There are a lot of things that hold back many teams from it. Where do you get started? Let’s address these common questions and show how easy it is to get started with testing and TDD.
No time? ROI increases with size and complexity.
While it’s true that tests can take up valuable feature time at the very start, automated tests are an investment. Unit tests take time to write, but the ROI dramatically increases the longer a project lives and the more developers are simultaneously working on the project. With increased lifespan and size of a project, you run the risk of forgetting that changing a particular component interacts with and can break another component if it changes. With no tests, it’s up to you or the QA team to catch this. When you first write the feature, it’s easy to manually test, because you’re IN the work and you have specific feature scenarios to test. As dependencies grow, you may run into a situation where something like adding dependency injection, changing timestamps from eastern to UTC to make things more standard. These types of changes can call for a system-wide manual regression, and if a large portion of your codebase has tests covering it, you can easily see at a glance if a seemingly smaller change actually warrants a larger full-on regression test of the system, or which other components, specifically, need a closer look.

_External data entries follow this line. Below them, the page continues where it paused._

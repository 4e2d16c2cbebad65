//! One-shot ffmpeg CLI invocation over the rewritten local master playlist.

use std::path::Path;

use tokio::process::Command;

use crate::error::{KagamiError, KagamiResult};

/// Muxes the local playlist tree rooted at `input` into `output`.
///
/// `extra_args` is split shell-style and inserted between the input and the
/// output arguments, so callers control the stream mapping (`-c copy` by
/// default at the CLI).
pub async fn mux(input: &Path, output: &Path, extra_args: &str) -> KagamiResult<()> {
    let ffmpeg = which::which("ffmpeg")?;

    let args = shlex::split(extra_args)
        .ok_or_else(|| KagamiError::MuxerArguments(extra_args.to_string()))?;

    tracing::debug!("Merging with ffmpeg CLI...");

    let mut command = Command::new(ffmpeg);
    command
        .args(["-hide_banner", "-v", "warning"])
        .args(["-allowed_extensions", "ALL"])
        .args(["-protocol_whitelist", "file,http,https,tcp,tls,crypto"])
        .arg("-i")
        .arg(input)
        .args(args)
        .arg(output);

    let status = command.status().await?;
    if !status.success() {
        return Err(KagamiError::MuxerFailed(status));
    }
    Ok(())
}
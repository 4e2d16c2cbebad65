//! Media-playlist rewriting: every segment and key reference of a fetched
//! playlist is renamed to a deterministic local file, and the remote
//! original is queued for the fetch stage.

use std::path::Path;

use crate::{
    asset::{AssetKind, AssetReference},
    error::{KagamiError, KagamiResult},
    layout::{segment_file, RunLayout, TrackKind},
    util::{base_uri, quoted_attr},
};

/// Rewrites one media playlist. Relative segment URIs are resolved against
/// the playlist's own base URI (`source_url` minus query string and last
/// path segment); segments are numbered with a zero-based running counter;
/// every `#EXT-X-KEY:` URI is redirected to the track's single local key
/// file, repeated key tags overwriting the same reference.
pub fn rewrite_playlist(
    content: &str,
    source_url: &str,
    kind: TrackKind,
    layout: &RunLayout,
) -> KagamiResult<(String, Vec<AssetReference>)> {
    let base = base_uri(source_url);
    let mut lines: Vec<String> = content.split('\n').map(str::to_string).collect();
    let mut assets = Vec::new();
    let mut index = 0;

    for i in 0..lines.len() {
        if lines[i].starts_with("#EXTINF:") {
            if i + 1 >= lines.len() {
                return Err(KagamiError::M3u8ParseError(lines[i].clone()));
            }
            let uri = &lines[i + 1];
            let url = if uri.starts_with("http") {
                uri.clone()
            } else {
                format!("{base}/{uri}")
            };

            let file = segment_file(kind, index);
            assets.push(AssetReference {
                kind: kind.into(),
                remote_url: url,
                local_path: layout.path(&file),
                line: file.clone(),
            });
            lines[i + 1] = file;
            index += 1;
        } else if lines[i].starts_with("#EXT-X-KEY:") {
            let url = quoted_attr(&lines[i], "URI=\"")
                .ok_or_else(|| KagamiError::M3u8ParseError(lines[i].clone()))?
                .to_string();
            let file = kind.key_file();
            let rewritten = lines[i].replace(&url, file);
            assets.push(AssetReference {
                kind: AssetKind::Key,
                remote_url: url,
                local_path: layout.path(file),
                line: rewritten.clone(),
            });
            lines[i] = rewritten;
        }
    }

    Ok((lines.join("\n"), assets))
}

/// Rewrites the playlist at `path` in place and returns the assets it now
/// references. Safe to call once per fetched playlist.
pub async fn rewrite_media_playlist(
    path: &Path,
    source_url: &str,
    kind: TrackKind,
    layout: &RunLayout,
) -> KagamiResult<Vec<AssetReference>> {
    let content = tokio::fs::read_to_string(path).await?;
    let (rewritten, assets) = rewrite_playlist(&content, source_url, kind, layout)?;
    tokio::fs::write(path, rewritten).await?;
    Ok(assets)
}

#[cfg(test)]
mod tests {
    use std::path::Path;

    use super::*;

    fn layout() -> RunLayout {
        RunLayout::new(Path::new("tmp"), "test")
    }

    const PLAYLIST: &str = "#EXTM3U
#EXT-X-TARGETDURATION:10
#EXT-X-KEY:METHOD=AES-128,URI=\"https://example.com/hls/1080/file.key\",IV=0x1234
#EXTINF:9.009,
seg-000.ts
#EXTINF:9.009,
seg-001.ts
#EXTINF:4.129,
https://other.example.com/seg-002.ts
#EXT-X-ENDLIST";

    #[test]
    fn test_segments_are_renamed_in_order() {
        let (rewritten, assets) = rewrite_playlist(
            PLAYLIST,
            "https://example.com/hls/1080/index.m3u8?token=abc",
            TrackKind::Video,
            &layout(),
        )
        .unwrap();

        let lines: Vec<&str> = rewritten.split('\n').collect();
        assert_eq!(lines[4], "seg_v0.ts");
        assert_eq!(lines[6], "seg_v1.ts");
        assert_eq!(lines[8], "seg_v2.ts");

        let segments: Vec<&AssetReference> = assets
            .iter()
            .filter(|a| a.kind == AssetKind::Video)
            .collect();
        assert_eq!(segments.len(), 3);
        assert_eq!(
            segments[0].remote_url,
            "https://example.com/hls/1080/seg-000.ts"
        );
        assert_eq!(
            segments[1].remote_url,
            "https://example.com/hls/1080/seg-001.ts"
        );
        // absolute URIs pass through untouched
        assert_eq!(segments[2].remote_url, "https://other.example.com/seg-002.ts");
        assert_eq!(segments[0].local_path, layout().path("seg_v0.ts"));
    }

    #[test]
    fn test_key_reference_is_relocated() {
        let (rewritten, assets) = rewrite_playlist(
            PLAYLIST,
            "https://example.com/hls/1080/index.m3u8",
            TrackKind::Video,
            &layout(),
        )
        .unwrap();

        assert!(rewritten
            .contains("#EXT-X-KEY:METHOD=AES-128,URI=\"encrypt_tmp_index.key\",IV=0x1234"));
        let key = &assets[0];
        assert_eq!(key.kind, AssetKind::Key);
        assert_eq!(key.remote_url, "https://example.com/hls/1080/file.key");
        assert_eq!(key.local_path, layout().path("encrypt_tmp_index.key"));
    }

    #[test]
    fn test_audio_naming_and_key_file() {
        let playlist = "#EXTINF:5.0,
part-000.aac
#EXT-X-KEY:METHOD=AES-128,URI=\"key.bin\"
#EXTINF:5.0,
part-001.aac";
        let (rewritten, assets) = rewrite_playlist(
            playlist,
            "https://example.com/audio/192/index.m3u8",
            TrackKind::Audio,
            &layout(),
        )
        .unwrap();

        assert!(rewritten.contains("seg_a0.aac"));
        assert!(rewritten.contains("seg_a1.aac"));
        assert!(rewritten.contains("URI=\"encrypt_tmp_audio.key\""));
        assert_eq!(assets.len(), 3);
        assert_eq!(assets[1].remote_url, "key.bin");
    }

    #[test]
    fn test_repeated_keys_share_one_local_file() {
        let playlist = "#EXT-X-KEY:METHOD=AES-128,URI=\"first.key\"
#EXTINF:5.0,
a.ts
#EXT-X-KEY:METHOD=AES-128,URI=\"second.key\"
#EXTINF:5.0,
b.ts";
        let (_, assets) = rewrite_playlist(
            playlist,
            "https://example.com/v/index.m3u8",
            TrackKind::Video,
            &layout(),
        )
        .unwrap();

        let keys: Vec<&AssetReference> =
            assets.iter().filter(|a| a.kind == AssetKind::Key).collect();
        assert_eq!(keys.len(), 2);
        assert_eq!(keys[0].local_path, keys[1].local_path);
    }

    #[test]
    fn test_extinf_without_uri_line_is_fatal() {
        let playlist = "#EXTM3U
#EXTINF:5.0,";
        assert!(matches!(
            rewrite_playlist(
                playlist,
                "https://example.com/v/index.m3u8",
                TrackKind::Video,
                &layout(),
            ),
            Err(KagamiError::M3u8ParseError(_))
        ));
    }

    #[tokio::test]
    async fn test_rewrite_in_place() -> anyhow::Result<()> {
        let dir = tempfile::tempdir()?;
        let layout = RunLayout::new(dir.path(), "run");
        layout.ensure().await?;
        let path = layout.path("tmp_index.m3u8");
        tokio::fs::write(&path, PLAYLIST).await?;

        let assets = rewrite_media_playlist(
            &path,
            "https://example.com/hls/1080/index.m3u8",
            TrackKind::Video,
            &layout,
        )
        .await?;

        let rewritten = tokio::fs::read_to_string(&path).await?;
        assert!(rewritten.contains("seg_v0.ts"));
        assert!(!rewritten.contains("seg-000.ts"));
        assert_eq!(assets.len(), 4);
        Ok(())
    }
}
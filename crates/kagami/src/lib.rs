//! Mirror one rendition of a remote HLS stream into a fully self-contained
//! local playlist tree, then hand the rewritten master playlist to ffmpeg
//! for muxing.
//!
//! The pipeline is strictly ordered; only the fetcher suspends, and each
//! fetch batch completes before the next stage reads the files it wrote:
//!
//! ```text
//! master.m3u8 ──► parse_master ──► build_local_master ──► fetch keys + playlists
//!                                                               │
//!            fetch segments ◄── rewrite_media_playlist ◄────────┘
//!                  │
//!                  └──► ffmpeg -i tmp_master.m3u8 ... output
//! ```

pub mod asset;
pub mod config;
pub mod error;
pub mod fetch;
pub mod layout;
pub mod master;
pub mod media;
pub mod mux;
pub mod pipeline;
pub mod resolver;
mod util;

pub use asset::{AssetKind, AssetReference, FetchJob};
pub use config::{Config, DownloadOptions};
pub use error::{KagamiError, KagamiResult};
pub use layout::TrackKind;
pub use master::Rendition;
pub use pipeline::Pipeline;
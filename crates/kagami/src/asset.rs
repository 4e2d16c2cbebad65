use std::path::PathBuf;

use crate::layout::TrackKind;

/// What an [`AssetReference`] points at.
#[derive(Debug, Clone, Copy, PartialEq, Eq)]
pub enum AssetKind {
    Video,
    Audio,
    Key,
}

impl From<TrackKind> for AssetKind {
    fn from(kind: TrackKind) -> Self {
        match kind {
            TrackKind::Video => AssetKind::Video,
            TrackKind::Audio => AssetKind::Audio,
        }
    }
}

/// One remote resource to mirror, together with the playlist line that now
/// points at its local name.
#[derive(Debug, Clone)]
pub struct AssetReference {
    pub kind: AssetKind,
    pub remote_url: String,
    pub local_path: PathBuf,
    pub line: String,
}

/// A single unit of work for the fetcher. Carries no state after completion
/// besides the file existing on disk or not.
#[derive(Debug, Clone)]
pub struct FetchJob {
    pub url: String,
    pub path: PathBuf,
}

impl FetchJob {
    pub fn new(url: impl Into<String>, path: impl Into<PathBuf>) -> Self {
        Self {
            url: url.into(),
            path: path.into(),
        }
    }
}

impl From<&AssetReference> for FetchJob {
    fn from(asset: &AssetReference) -> Self {
        Self {
            url: asset.remote_url.clone(),
            path: asset.local_path.clone(),
        }
    }
}
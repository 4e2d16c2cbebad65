//! Master-manifest parsing.

use crate::{
    error::{KagamiError, KagamiResult},
    util::attr,
};

/// One variant stream advertised by a master playlist.
#[derive(Debug, Clone, PartialEq, Eq)]
pub struct Rendition {
    /// Ordinal index of the `#EXT-X-STREAM-INF:` line in the manifest.
    /// Stable across the whole manifest, so it can be passed back later to
    /// select this rendition.
    pub id: usize,
    /// Advertised bandwidth in bits per second.
    pub bandwidth: u64,
    /// Vertical resolution.
    pub resolution: u32,
    /// URL of the rendition's media playlist.
    pub url: String,
}

/// Collects the variant streams of a master playlist, keeping at most one
/// entry per resolution. When two streams share a resolution the higher
/// bandwidth replaces the kept one in place; the first seen stays on a tie.
///
/// A stream-info line only counts when the following line is its URL. Other
/// tags are skipped; a matched line with a malformed `BANDWIDTH=` or
/// `RESOLUTION=` is an error.
pub fn parse_master(content: &str) -> KagamiResult<Vec<Rendition>> {
    let lines: Vec<&str> = content.split('\n').collect();
    let mut renditions: Vec<Rendition> = Vec::new();

    for id in 0..lines.len() {
        let line = lines[id];
        if !line.starts_with("#EXT-X-STREAM-INF:") {
            continue;
        }
        let Some(url) = lines.get(id + 1).filter(|next| next.starts_with("http")) else {
            continue;
        };

        let bandwidth = attr(line, "BANDWIDTH=")
            .and_then(|value| value.parse().ok())
            .ok_or_else(|| KagamiError::M3u8ParseError(line.to_string()))?;
        let resolution = attr(line, "RESOLUTION=")
            .and_then(|value| value.split('x').nth(1))
            .and_then(|value| value.parse().ok())
            .ok_or_else(|| KagamiError::M3u8ParseError(line.to_string()))?;

        let rendition = Rendition {
            id,
            bandwidth,
            resolution,
            url: url.trim().to_string(),
        };
        match renditions.iter_mut().find(|r| r.resolution == resolution) {
            Some(kept) if kept.bandwidth < bandwidth => *kept = rendition,
            Some(_) => {}
            None => renditions.push(rendition),
        }
    }

    Ok(renditions)
}
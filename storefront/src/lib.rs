//! # Box Office Storefront
//!
//! Backend for a single-event ticket storefront. Buyers pick ticket types,
//! enter contact details and are sent to a Pesapal hosted-checkout page.
//!
//! ## Modules
//!
//! - [`catalog`]: the event and its ticket types
//! - [`validation`]: buyer and selection checks, run before any provider call
//! - [`orchestrator`]: builds the provider order and classifies the outcome
//! - [`tickets`]: pending ticket records returned with a placed order
//! - [`config`]: environment configuration
//! - [`server`]: Axum HTTP surface
//!
//! ## Example
//!
//! ```ignore
//! let config = Config::from_env();
//! let orchestrator = OrderOrchestrator::new(
//!     config.payment_client()?,
//!     Arc::new(EnvCredentials),
//!     Arc::new(config.load_catalog()?),
//!     config.order.clone(),
//! );
//! let app = build_router(AppState::new(orchestrator));
//! ```

#![forbid(unsafe_code)]

pub mod catalog;
pub mod config;
pub mod ids;
pub mod orchestrator;
pub mod server;
pub mod tickets;
pub mod validation;

pub use catalog::{Catalog, EventInfo, SelectionRequest, TicketSelection, TicketType};
pub use config::{Config, ConfigError};
pub use orchestrator::{
    split_name, FailureKind, OrderFailure, OrderOrchestrator, OrderOutcome, OrderSettings,
    PlacedOrder,
};
pub use server::{build_router, AppError, AppState};
pub use tickets::{issue_pending_tickets, PaymentStatus, TicketRecord};
pub use validation::{BuyerInfo, ValidBuyer, ValidationError};
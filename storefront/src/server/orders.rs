//! Event and order endpoints.
//!
//! - GET /api/event - The event on sale and its ticket types
//! - POST /api/orders - Validate a selection, submit it, issue pending tickets
//! - GET /api/orders/:tracking_id/status - Payment status from the provider
//!
//! # Order Flow
//!
//! 1. **Validate**: buyer details and selection are checked locally (422)
//! 2. **Submit**: the orchestrator creates a hosted-checkout order
//! 3. **Issue**: one pending ticket per unit is returned with the checkout URL

#![allow(clippy::missing_errors_doc)] // Handlers return AppError

use crate::catalog::{Catalog, SelectionRequest};
use crate::orchestrator::OrderOutcome;
use crate::server::error::AppError;
use crate::server::state::AppState;
use crate::tickets::{issue_pending_tickets, TicketRecord};
use crate::validation::BuyerInfo;
use axum::{
    extract::{rejection::JsonRejection, Path, State},
    http::StatusCode,
    Json,
};
use boxoffice_gateway::OrderStatus;
use serde::{Deserialize, Serialize};

// ============================================================================
// Request/Response Types
// ============================================================================

/// Request to place an order.
#[derive(Debug, Deserialize)]
pub struct CreateOrderRequest {
    /// Requested ticket lines
    pub selection: Vec<SelectionRequest>,
    /// Buyer contact details
    pub buyer: BuyerInfo,
}

/// Response after placing an order.
#[derive(Debug, Serialize)]
pub struct CreateOrderResponse {
    /// Always `true`
    pub success: bool,
    /// Merchant order reference
    pub order_id: String,
    /// Hosted checkout page
    pub redirect_url: String,
    /// Provider tracking id, used for status lookups
    pub order_tracking_id: Option<String>,
    /// Merchant reference echoed by the provider
    pub merchant_reference: Option<String>,
    /// Total charged, in the order currency
    pub amount: f64,
    /// Order currency
    pub currency: String,
    /// Pending tickets, one per unit
    pub tickets: Vec<TicketRecord>,
}

// ============================================================================
// Handlers
// ============================================================================

/// Get the event and its ticket types.
pub async fn get_event(State(state): State<AppState>) -> Json<Catalog> {
    Json(state.orchestrator.catalog().clone())
}

/// Place an order.
///
/// # Errors
///
/// - 422 for a malformed body, invalid buyer details or selection (no
///   provider call is made)
/// - 401 / 408 / 5xx for classified payment failures
/// - 503 when payment credentials are not configured
pub async fn create_order(
    State(state): State<AppState>,
    request: Result<Json<CreateOrderRequest>, JsonRejection>,
) -> Result<(StatusCode, Json<CreateOrderResponse>), AppError> {
    let Json(request) = request?;
    let orchestrator = &state.orchestrator;

    let buyer = request.buyer.validate()?;
    let selection = orchestrator.catalog().resolve(&request.selection)?;

    let order = match orchestrator.place_order(&selection, &buyer).await {
        OrderOutcome::Placed(order) => order,
        OrderOutcome::Failed(failure) => return Err(failure.into()),
    };

    let tickets = issue_pending_tickets(&orchestrator.catalog().event, &order, &selection, &buyer);
    tracing::info!(
        order_id = %order.order_id,
        tickets = tickets.len(),
        "Pending tickets issued"
    );

    Ok((
        StatusCode::CREATED,
        Json(CreateOrderResponse {
            success: true,
            order_id: order.order_id,
            redirect_url: order.redirect_url,
            order_tracking_id: order.tracking_id,
            merchant_reference: order.merchant_reference,
            amount: selection.total_price(),
            currency: orchestrator.settings().currency.clone(),
            tickets,
        }),
    ))
}

/// Get the provider's payment status for an order.
pub async fn order_status(
    State(state): State<AppState>,
    Path(tracking_id): Path<String>,
) -> Result<Json<OrderStatus>, AppError> {
    let status = state.orchestrator.order_status(&tracking_id).await?;
    Ok(Json(status))
}
//! Local ticket records handed to the buyer after an order is placed.
//!
//! Records live only in the response; nothing observes the actual payment,
//! so every ticket stays `pending`.

use crate::catalog::{EventInfo, TicketSelection};
use crate::ids;
use crate::orchestrator::PlacedOrder;
use crate::validation::ValidBuyer;
use serde::{Deserialize, Serialize};

/// Payment state printed on a ticket
#[derive(Clone, Copy, Debug, Default, PartialEq, Eq, Serialize, Deserialize)]
#[serde(rename_all = "lowercase")]
pub enum PaymentStatus {
    /// Order submitted, payment not confirmed
    #[default]
    Pending,
}

/// One admission, one per purchased unit
#[derive(Clone, Debug, PartialEq, Serialize, Deserialize)]
pub struct TicketRecord {
    /// `TKT-…` ticket number
    pub id: String,
    /// Merchant order reference
    pub order_id: String,
    /// Event title
    pub event_title: String,
    /// Headline artist
    pub artist: String,
    /// Display date
    pub date: String,
    /// Display time range
    pub time: String,
    /// Venue name
    pub venue: String,
    /// City / region
    pub location: String,
    /// Ticket type display name
    pub ticket_type: String,
    /// Unit price
    pub price: f64,
    /// Buyer name
    pub holder_name: String,
    /// Buyer email
    pub holder_email: String,
    /// Buyer phone
    pub holder_phone: String,
    /// Payment state
    pub payment_status: PaymentStatus,
    /// Hosted checkout page for completing payment
    pub payment_link: String,
    /// Payload for the ticket's QR code
    pub qr_code: String,
}

/// Materialize one pending ticket per purchased unit, in selection order
#[must_use]
pub fn issue_pending_tickets(
    event: &EventInfo,
    order: &PlacedOrder,
    selection: &TicketSelection,
    buyer: &ValidBuyer,
) -> Vec<TicketRecord> {
    selection
        .lines()
        .iter()
        .flat_map(|line| std::iter::repeat(&line.ticket_type).take(line.quantity as usize))
        .map(|ticket_type| TicketRecord {
            id: ids::reference("TKT"),
            order_id: order.order_id.clone(),
            event_title: event.title.clone(),
            artist: event.artist.clone(),
            date: event.date.clone(),
            time: event.time.clone(),
            venue: event.venue.clone(),
            location: event.location.clone(),
            ticket_type: ticket_type.name.clone(),
            price: ticket_type.price,
            holder_name: buyer.name().to_string(),
            holder_email: buyer.email().to_string(),
            holder_phone: buyer.phone().to_string(),
            payment_status: PaymentStatus::Pending,
            payment_link: order.redirect_url.clone(),
            qr_code: ids::reference("QR"),
        })
        .collect()
}

#[cfg(test)]
#[allow(clippy::unwrap_used)]
mod tests {
    use super::*;
    use crate::catalog::{Catalog, SelectionRequest};
    use crate::validation::BuyerInfo;
    use std::collections::HashSet;

    #[test]
    fn test_one_pending_ticket_per_unit() {
        let catalog = Catalog::default();
        let selection = catalog
            .resolve(&[
                SelectionRequest {
                    ticket_type: "regular".to_string(),
                    quantity: 2,
                },
                SelectionRequest {
                    ticket_type: "vip".to_string(),
                    quantity: 1,
                },
            ])
            .unwrap();
        let buyer = BuyerInfo {
            name: "Jane Doe".to_string(),
            email: "jane@example.com".to_string(),
            phone: "0700123456".to_string(),
            address: None,
        }
        .validate()
        .unwrap();
        let order = PlacedOrder {
            order_id: "ORD-1".to_string(),
            redirect_url: "https://pay.example/abc".to_string(),
            tracking_id: Some("T1".to_string()),
            merchant_reference: Some("ORD-1".to_string()),
        };

        let tickets = issue_pending_tickets(&catalog.event, &order, &selection, &buyer);

        let types: Vec<&str> = tickets.iter().map(|t| t.ticket_type.as_str()).collect();
        assert_eq!(types, ["Regular", "Regular", "VIP"]);
        assert!(tickets.iter().all(|t| t.payment_status == PaymentStatus::Pending));
        assert!(tickets.iter().all(|t| t.payment_link == "https://pay.example/abc"));
        assert!(tickets.iter().all(|t| t.order_id == "ORD-1"));

        let ids: HashSet<&str> = tickets.iter().map(|t| t.id.as_str()).collect();
        assert_eq!(ids.len(), 3);
        assert!(tickets.iter().all(|t| t.id.starts_with("TKT-")));
    }

    #[test]
    fn test_status_serializes_lowercase() {
        assert_eq!(
            serde_json::to_value(PaymentStatus::Pending).unwrap(),
            serde_json::json!("pending")
        );
        assert_eq!(PaymentStatus::default(), PaymentStatus::Pending);
        assert!(serde_json::from_value::<PaymentStatus>(serde_json::json!("confirmed")).is_err());
    }
}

Not sure where to start? Try bugs!
I honestly think this is the biggest hurdle for most teams – not knowing how to write a valuable test or hearing “write a failing test and then fix it” and not knowing what to write. There are three things that you need to write a good test – a concrete precondition, an action, and a concrete postcondition. If you use scrum or have a bug or feature tracker of any kind, this is already done for you. If you have an existing system with NO tests, the absolute best way to get your team to start using TDD is to write a test for an existing bug. Bugs usually have a format that tells you what state the system is in (precondition), what the user did (action), what they expected to happen (postcondition), and then what actually happened (the bug).
- Start with an automated test that sets up the component or database or system to the precondition state outlined in the bug.
- Call a method or run the application (if a webapp, Selenium is a good example of automating the app through code inside a unit testing framework) outlined in the bug.
- Write an Assert.True(…) or equivalent line that checks to make sure that the system is in the correct state (if the bug is real, this should fail the test at this point.
- Fix the application so that the Assert.True(…) line passes and goes green.
In general, if a team is new to TDD, and particularly automated unit and integration tests in general, it’s hard to wrap your brain around this “write a test to fail” TDD concept when when you haven’t even written the code yet! Starting with clear, known bugs and defects gives developers clear and focused practice that builds confidence and shows clear value. Once this hurdle is passed, TDD for new features is much easier to understand.
Developers are the first line of QA.
Let’s be clear, you should not be sending your code to QA without testing it first. If you don’t have automated tests, then you have to manually test things anyway. And the next time you or someone else has to touch the feature? That’s right. Manually test it again. That’s a lot of time, but it’s not even the worst part. Many times we don’t even know that a component interacts with something else! That’s why automated integration tests are so important. They’re a running history of system interactions that we can check with the click of the mouse (or as part of your continuous integration process). To get the most value from starting with no tests, try writing one test for each main component integration in the system. You don’t have to check every edge case on day one, but try to get as many big, happy path tests in place as possible, and the more variety the better when starting out. Don’t try and get 100% coverage on a single component day 1 if you have no tests anywhere else. Write one test for one component, then move to another. What you want to focus on is making sure all the components at least spin up and perform an action correctly. Once you have that, then return and write tests for other cases.
Practicing TDD Wrapup
So that’s it! Tests can be daunting, particularly if you already have a large codebase, but remember that defects and bugs give you great precondition/postcondition criteria to practice with, and covering parts that tend to fail the most first will get you the most bang for your buck. If you just add a little at a time, before you know it you’ll have a full suite of automated tests you can rely on and be able to write tests before your code much more easily!